+++ Exercise input +++
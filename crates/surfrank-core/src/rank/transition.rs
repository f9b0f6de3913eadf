//! Damped random-surfer transition model

use super::{validate_damping, ProbabilityDistribution};
use crate::error::Result;
use crate::graph::CorpusGraph;

/// Fraction of a page's followed-link mass that each of its targets receives.
///
/// A dangling page counts as linking to every page of the corpus, itself
/// included. Both estimators go through this rule.
pub(crate) fn link_share(graph: &CorpusGraph, source: usize) -> f64 {
    match graph.out_degree(source) {
        0 => 1.0 / graph.len() as f64,
        degree => 1.0 / degree as f64,
    }
}

/// Next-page probabilities from `source`, indexed like the graph.
///
/// Every page gets `(1 - d) / N` for the random jump; each link target adds
/// `d * link_share`. For a dangling page the two terms collapse to exactly
/// `1 / N`, which is written directly so the distribution is uniform to the
/// last bit.
pub(crate) fn next_page_weights(graph: &CorpusGraph, source: usize, damping: f64) -> Vec<f64> {
    let n = graph.len();
    if graph.is_dangling(source) {
        return vec![1.0 / n as f64; n];
    }

    let mut weights = vec![(1.0 - damping) / n as f64; n];
    let follow = damping * link_share(graph, source);
    for &target in graph.outbound_indices(source) {
        weights[target] += follow;
    }
    weights
}

/// Probability distribution over the page visited after `page`.
///
/// With probability `damping` the surfer follows one of the page's links
/// chosen uniformly; otherwise it jumps to any page of the corpus. A page
/// without links sends the surfer to a uniformly random page.
pub fn transition_model(
    graph: &CorpusGraph,
    page: &str,
    damping: f64,
) -> Result<ProbabilityDistribution> {
    validate_damping(damping)?;
    graph.ensure_non_empty()?;
    let source = graph.require(page)?;

    let weights = next_page_weights(graph, source, damping);
    let probabilities = graph
        .pages()
        .zip(weights)
        .map(|(p, w)| (p.to_string(), w))
        .collect();

    Ok(ProbabilityDistribution::new(probabilities))
}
+++
▸ **Directions**: A full, exact copy of the entries is required. Return it.

▸ **Response for this exercise**:
filename crates/surfrank-core/src/rank/transition.rs
repository f9b0f6de3913eadf
//! Damped random-surfer transition model

use super::{validate_damping, ProbabilityDistribution};
use crate::error::Result;
use crate::graph::CorpusGraph;

/// Fraction of a page's followed-link mass that each of its targets receives.
///
/// A dangling page counts as linking to every page of the corpus, itself
/// included. Both estimators go through this rule.
pub(crate) fn link_share(graph: &CorpusGraph, source: usize) -> f64 {
    match graph.out_degree(source) {
        0 => 1.0 / graph.len() as f64,
        degree => 1.0 / degree as f64,
    }
}

/// Next-page probabilities from `source`, indexed like the graph.
///
/// Every page gets `(1 - d) / N` for the random jump; each link target adds
/// `d * link_share`. For a dangling page the two terms collapse to exactly
/// `1 / N`, which is written directly so the distribution is uniform to the
/// last bit.
pub(crate) fn next_page_weights(graph: &CorpusGraph, source: usize, damping: f64) -> Vec<f64> {
    let n = graph.len();
    if graph.is_dangling(source) {
        return vec![1.0 / n as f64; n];
    }

    let mut weights = vec![(1.0 - damping) / n as f64; n];
    let follow = damping * link_share(graph, source);
    for &target in graph.outbound_indices(source) {
        weights[target] += follow;
    }
    weights
}

/// Probability distribution over the page visited after `page`.
///
/// With probability `damping` the surfer follows one of the page's links
/// chosen uniformly; otherwise it jumps to any page of the corpus. A page
/// without links sends the surfer to a uniformly random page.
pub fn transition_model(
    graph: &CorpusGraph,
    page: &str,
    damping: f64,
) -> Result<ProbabilityDistribution> {
    validate_damping(damping)?;
    graph.ensure_non_empty()?;
    let source = graph.require(page)?;

    let weights = next_page_weights(graph, source, damping);
    let probabilities = graph
        .pages()
        .zip(weights)
        .map(|(p, w)| (p.to_string(), w))
        .collect();

    Ok(ProbabilityDistribution::new(probabilities))
}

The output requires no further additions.